We now have our folders for GT and ST! Next, we need image dimensions:

We already know from 003 that the images have consistent dimensions. So, we fetch the dimensions using the first image from each folder:

In [34]:

def getDimensionsFrom2DList(list):
    image_size_array = []

    # only need dimensions of first image as all dimensions same!
    for row in list:
        for item in row:
                img = cv2.imread( (item), cv2.IMREAD_GRAYSCALE)
                (x, y) = img.shape

                image_size_array.append([x, y])
                break
                

    return (image_size_array)
###

In [35]:
gt_image_dimensions = getDimensionsFrom2DList(gt_x_training_data_paths)

gt_image_dimensions

[[1010, 1010],
 [1010, 1010],
 [1036, 1070],
 [1036, 1070],
 [512, 512],
 [512, 512],
 [1024, 1024],
 [1024, 1024],
 [832, 992],
 [782, 1200],
 [1024, 1024],
 [1024, 1024],
 [690, 628],
 [773, 739],
 [700, 1100],
 [700, 1100],
 [520, 696],
 [520, 696],
 [576, 720],
 [576, 720]]

In [36]:
st_image_dimensions = getDimensionsFrom2DList(st_x_training_data_paths)

st_image_dimensions

[[1010, 1010],
 [1010, 1010],
 [1036, 1070],
 [1036, 1070],
 [512, 512],
 [512, 512],
 [832, 992],
 [782, 1200],
 [1024, 1024],
 [1024, 1024],
 [700, 1100],
 [700, 1100],
 [520, 696],
 [520, 696],
 [576, 720],
 [576, 720]]

We can now generate videos!

Before we can progress, we need to extend st_folders and gt_folders to have 16 and 20 elements, instead of 8 and 10:

In [37]:
st_folders_complete = []

for item in st_folders:
    st_folders_complete.append(item + "_01")
    st_folders_complete.append(item + "_02")

gt_folders_complete = []

for item in gt_folders:
    gt_folders_complete.append(item + "_01")
    gt_folders_complete.append(item + "_02")

print(len(st_folders_complete))
print(len(gt_folders_complete))

16
20


In [38]:
def generateVideosFromArray(current_directory, desired_folder, list, folderName, dimensions, tag, useColour):
    # only progress if files don't exist
    makeVideos = False

    if (exists(current_directory + "\\" + desired_folder)):
        # Now, go to directory and verify all is there
        path = walk(current_directory + "\\" + desired_folder)

        count = 0
        for root, dirs, files in path:
            for item in files:
                count += 1

        if (count == len(list)):
            print("All Videos exist already!")
        else:
            print("Not all Videos exist")
            makeVideos = True

    if (makeVideos):
        i = -1
        output_video = cv2.VideoWriter()
        frames_per_second = 10
        picNum = 0
        fileName = ""

        # Generates Colour Videos
        for row in list:
            for item in row:
                    picNum += 1
                    # update on first element only
                    if  (picNum == 1):
                        i += 1

                        size = (dimensions[i][1], dimensions[i][0] ) # notice order
                        fileName = tag + folderName[i] + ".mp4"
                        
                        output_video = cv2.VideoWriter(
                            fileName, 
                            cv2.VideoWriter_fourcc(*'DIVX'), 
                            frames_per_second, 
                            size,
                            isColor=useColour # either True or False
                        )
                    
                    img = plt.imread(item) 
                    plt.imsave("temp.jpg", img, cmap='gray')
                    img = cv2.imread( "temp.jpg", cv2.IMREAD_GRAYSCALE)
                      
                    output_video.write(img)

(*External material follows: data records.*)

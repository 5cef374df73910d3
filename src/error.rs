//! The crate-wide error type.
//!
//! Construction-time failures (`InvalidParameters`, `InvalidPopulationSize`) are fatal: the
//! simulation cannot start. Pool conditions met during daily reconciliation (`EmptyPool`,
//! `InsufficientPool`) are absorbed by the reconciliation policies and only surface as
//! diagnostics.

use crate::population::{AgentId, InfectionStatus};
use std::fmt::{self, Display};
use std::io;

#[derive(Debug)]
#[allow(clippy::module_name_repetitions)]
pub enum SimError {
    InvalidParameters(String),
    InvalidPopulationSize(usize),
    EmptyPool(InfectionStatus),
    InsufficientPool {
        pool: InfectionStatus,
        requested: usize,
        available: usize,
    },
    InvalidTransition {
        agent_id: AgentId,
        from: InfectionStatus,
        to: InfectionStatus,
    },
    InvariantViolation(String),
    Integration(String),
    NotInitialized(&'static str),
    DayOutOfRange {
        day: usize,
        horizon: usize,
    },
    Io(io::Error),
    Json(serde_json::Error),
    Csv(csv::Error),
    Logging(String),
}

impl From<io::Error> for SimError {
    fn from(error: io::Error) -> Self {
        SimError::Io(error)
    }
}

impl From<serde_json::Error> for SimError {
    fn from(error: serde_json::Error) -> Self {
        SimError::Json(error)
    }
}

impl From<csv::Error> for SimError {
    fn from(error: csv::Error) -> Self {
        SimError::Csv(error)
    }
}

impl std::error::Error for SimError {
    fn source(&self) -> Option<&(dyn std::error::Error + 'static)> {
        match self {
            SimError::Io(error) => Some(error),
            SimError::Json(error) => Some(error),
            SimError::Csv(error) => Some(error),
            _ => None,
        }
    }
}

impl Display for SimError {
    fn fmt(&self, f: &mut fmt::Formatter<'_>) -> fmt::Result {
        match self {
            SimError::InvalidParameters(reason) => write!(f, "invalid parameters: {reason}"),
            SimError::InvalidPopulationSize(size) => {
                write!(f, "population size {size} is not a perfect square")
            }
            SimError::EmptyPool(pool) => write!(f, "the {pool} pool is empty"),
            SimError::InsufficientPool {
                pool,
                requested,
                available,
            } => write!(
                f,
                "requested {requested} agents from the {pool} pool but only {available} are available"
            ),
            SimError::InvalidTransition { agent_id, from, to } => {
                write!(f, "{agent_id:?} cannot move from {from} to {to}")
            }
            SimError::InvariantViolation(reason) => write!(f, "population invariant violated: {reason}"),
            SimError::Integration(reason) => write!(f, "integration failed: {reason}"),
            SimError::NotInitialized(what) => write!(f, "{what} has not been initialized"),
            SimError::DayOutOfRange { day, horizon } => {
                write!(f, "day {day} is outside the simulation horizon of {horizon} days")
            }
            SimError::Io(error) => write!(f, "I/O error: {error}"),
            SimError::Json(error) => write!(f, "JSON error: {error}"),
            SimError::Csv(error) => write!(f, "CSV error: {error}"),
            SimError::Logging(reason) => write!(f, "logging error: {reason}"),
        }
    }
}

#[cfg(test)]
mod tests {
    use super::*;
    use std::error::Error;

    #[test]
    fn display_names_the_pool() {
        let error = SimError::InsufficientPool {
            pool: InfectionStatus::Infected,
            requested: 5,
            available: 2,
        };
        assert_eq!(
            error.to_string(),
            "requested 5 agents from the Infected pool but only 2 are available"
        );
        assert_eq!(
            SimError::InvalidPopulationSize(99).to_string(),
            "population size 99 is not a perfect square"
        );
    }

    #[test]
    fn io_errors_keep_their_source() {
        let error: SimError = io::Error::new(io::ErrorKind::NotFound, "missing").into();
        assert!(matches!(error, SimError::Io(_)));
        assert!(error.source().is_some());
    }
}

            picNum = 0 # reset

            if (len(fileName) != 0):
                cv2.destroyAllWindows()
                output_video.release()
                print("Video finished for ", fileName, sep="")
    
    # remove at end
    if (exists("temp.jpg")):
        remove("temp.jpg")
###

# from os.path import join
from shutil import move # moves and replaces files

def moveBulkVideos(current_directory, desired_folder, names_list):
    moveVids = False

    try:
        # only progress if files don't exist
        if (exists(current_directory + "\\" + desired_folder)):
            print("Directory already exists!")

            path = walk(current_directory + "\\" + desired_folder)

            count = 0
            for root, dirs, files in path:
                for item in files:
                    count += 1

            if (count == len(names_list)):
                print("All Videos Already Exist!")
            else:
                print("Not all Videos in desired directory")
                moveVids = True
                
        if (moveVids):
            # local function
            tryMakeDirectory(current_directory, desired_folder)

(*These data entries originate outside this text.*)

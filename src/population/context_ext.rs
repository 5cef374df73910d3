use crate::{
    context::Context,
    define_rng,
    error::SimError,
    logging::{debug, trace},
    parameters::ContextParametersExt,
    population::{AgentId, InfectionStatus, Population, data::grid_side},
    random::ContextRandomExt,
};
use rand::distr::Uniform;
use std::f64::consts::TAU;

define_rng!(SeedingRng);
define_rng!(MovementRng);

const MIN_AGE: u8 = 1;
const MAX_AGE: u8 = 100;

pub trait ContextPopulationExt {
    /// Builds the agent grid from the stored parameters and seeds the initial exposed,
    /// infected, recovered and dead agents uniformly at random.
    fn seed_population(&mut self) -> Result<(), SimError>;

    fn get_population(&self) -> Result<&Population, SimError>;

    /// Moves every agent one step in a uniformly random direction.
    fn move_agents(&mut self);

    /// The agent in `target` closest to `origin`, excluding `origin` itself.
    fn find_closest(&mut self, origin: AgentId, target: InfectionStatus) -> Result<AgentId, SimError>;
}

impl ContextPopulationExt for Context {
    fn seed_population(&mut self) -> Result<(), SimError> {
        let config = self.get_parameters()?.clone();
        let rates = &config.rates;
        // Checked before anything is drawn or allocated.
        grid_side(rates.total_population)?;

        trace!("seeding {} agents", rates.total_population);
        let age_distribution = Uniform::new_inclusive(MIN_AGE, MAX_AGE)
            .map_err(|e| SimError::InvalidParameters(e.to_string()))?;
        let ages: Vec<u8> = (0..rates.total_population)
            .map(|_| self.sample_distr::<SeedingRng, u8>(&age_distribution))
            .collect();

        let mut population = Population::from_grid(rates.total_population, config.step_size, &ages)?;
        population.set_neighbor_search(config.neighbor_search.build());

        let seeds = [
            (InfectionStatus::Exposed, rates.initial_exposed),
            (InfectionStatus::Infected, rates.initial_infected),
            (InfectionStatus::Recovered, rates.initial_recovered),
            (InfectionStatus::Dead, rates.initial_dead),
        ];
        for (status, count) in seeds {
            for _ in 0..count {
                let available = population.count(InfectionStatus::Susceptible);
                let slot = self.sample_range::<SeedingRng, _, usize>(0..available);
                population.place(slot, status);
            }
        }
        debug!("seeded population: {:?}", population.counts());

        *self.get_data_container_mut::<Population>() = population;
        Ok(())
    }

    fn get_population(&self) -> Result<&Population, SimError> {
        self.get_data_container::<Population>()
            .ok_or(SimError::NotInitialized("population"))
    }

    fn move_agents(&mut self) {
        let count = self
            .get_data_container::<Population>()
            .map_or(0, Population::len);
        let thetas: Vec<f64> = (0..count)
            .map(|_| self.sample_range::<MovementRng, _, f64>(0.0..TAU))
            .collect();
        self.get_data_container_mut::<Population>().move_agents(&thetas);
    }

    fn find_closest(&mut self, origin: AgentId, target: InfectionStatus) -> Result<AgentId, SimError> {
        self.get_data_container_mut::<Population>()
            .find_closest(origin, target)
    }
}

#[cfg(test)]
mod tests {
    use super::*;
    use crate::parameters::{RateParameters, SimulationConfig};
    use crate::population::PerState;

    fn context_with(rates: RateParameters, seed: u64) -> Context {
        let mut context = Context::new();
        context.init_random(seed);
        context
            .set_parameters(SimulationConfig {
                rates,
                seed,
                ..SimulationConfig::default()
            })
            .unwrap();
        context
    }

    #[test]
    fn seeding_splits_the_population() {
        let rates = RateParameters {
            initial_exposed: 5,
            initial_infected: 3,
            initial_recovered: 2,
            initial_dead: 1,
            total_population: 400,
            ..RateParameters::default()
        };
        let mut context = context_with(rates, 11);
        context.seed_population().unwrap();

        let population = context.get_population().unwrap();
        assert_eq!(population.len(), 400);
        assert_eq!(population.counts(), PerState::new(389, 5, 3, 2, 1));
        population.check_invariants().unwrap();
        for agent in population.agents() {
            assert!((1..=100).contains(&agent.age()));
            assert_eq!(agent.step_size(), 0.1);
        }
    }

    #[test]
    fn seeding_can_leave_no_susceptibles() {
        let rates = RateParameters {
            initial_exposed: 2,
            initial_infected: 1,
            initial_recovered: 1,
            initial_dead: 0,
            total_population: 4,
            ..RateParameters::default()
        };
        let mut context = context_with(rates, 13);
        context.seed_population().unwrap();

        let population = context.get_population().unwrap();
        assert_eq!(population.counts(), PerState::new(0, 2, 1, 1, 0));
        population.check_invariants().unwrap();
    }

    #[test]
    fn single_agent_population() {
        let rates = RateParameters {
            initial_exposed: 1,
            total_population: 1,
            ..RateParameters::default()
        };
        let mut context = context_with(rates, 17);
        context.seed_population().unwrap();

        let population = context.get_population().unwrap();
        assert_eq!(population.counts(), PerState::new(0, 1, 0, 0, 0));
        assert_eq!(population.agent(AgentId(0)).position().x, 1.0);
    }

    #[test]
    fn non_square_population_fails_before_seeding() {
        let rates = RateParameters {
            total_population: 99,
            ..RateParameters::default()
        };
        let mut context = context_with(rates, 0);
        assert!(matches!(
            context.seed_population(),
            Err(SimError::InvalidPopulationSize(99))
        ));
        assert!(context.get_population().is_err());
    }

    #[test]
    fn seeding_is_reproducible() {
        let seeded_pool = |seed| {
            let mut context = context_with(RateParameters::default(), seed);
            context.seed_population().unwrap();
            context.get_population().unwrap().pool(InfectionStatus::Exposed).to_vec()
        };
        assert_eq!(seeded_pool(3), seeded_pool(3));
    }

    #[test]
    fn movement_keeps_step_size_and_states() {
        let mut context = context_with(RateParameters::default(), 5);
        context.seed_population().unwrap();
        let before: Vec<_> = context
            .get_population()
            .unwrap()
            .agents()
            .iter()
            .map(|agent| agent.position())
            .collect();

        context.move_agents();

        let population = context.get_population().unwrap();
        for (agent, old) in population.agents().iter().zip(before) {
            let dx = agent.position().x - old.x;
            let dy = agent.position().y - old.y;
            assert!(((dx * dx + dy * dy).sqrt() - 0.1).abs() < 1e-9);
        }
        assert_eq!(population.counts(), PerState::new(99, 1, 0, 0, 0));
    }
}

            path = walk(current_directory)

            for root, dirs, files in path:
                for item in files:
                    if (".mp4" in item):
                        new_destination = current_directory + "\\" + desired_folder
                        path1 = join(current_directory, item)
                        path2 = join(new_destination, item)
                        move(path1, path2) # should overwrite existing data

            # Now, go to directory and verify all is there
            path = walk(current_directory + "\\" + desired_folder)

            count = 0
            for root, dirs, files in path:
                for item in files:
                    count += 1

            if (count == len(names_list)):
                print("All Videos Moved Successfully!")
            else:
                print("Not all Videos Moves Successfully")
    except FileNotFoundError:
        pass
    except:
        print("Unknown Error Encountered...")
###

# create directory for work we create
def tryMakeDirectory(current_directory, destination_directory):
    try:
        # join comes from os.path
        mkdir( join(current_directory, destination_directory) )
    except FileExistsError:
        # print("Folder already exists!")
        pass
    except:
        print("Unknown Error Encountered...")
###

In [39]:
# tryMakeDirectory(getcwd(), "..\\..\\COMP700_Training_Videos")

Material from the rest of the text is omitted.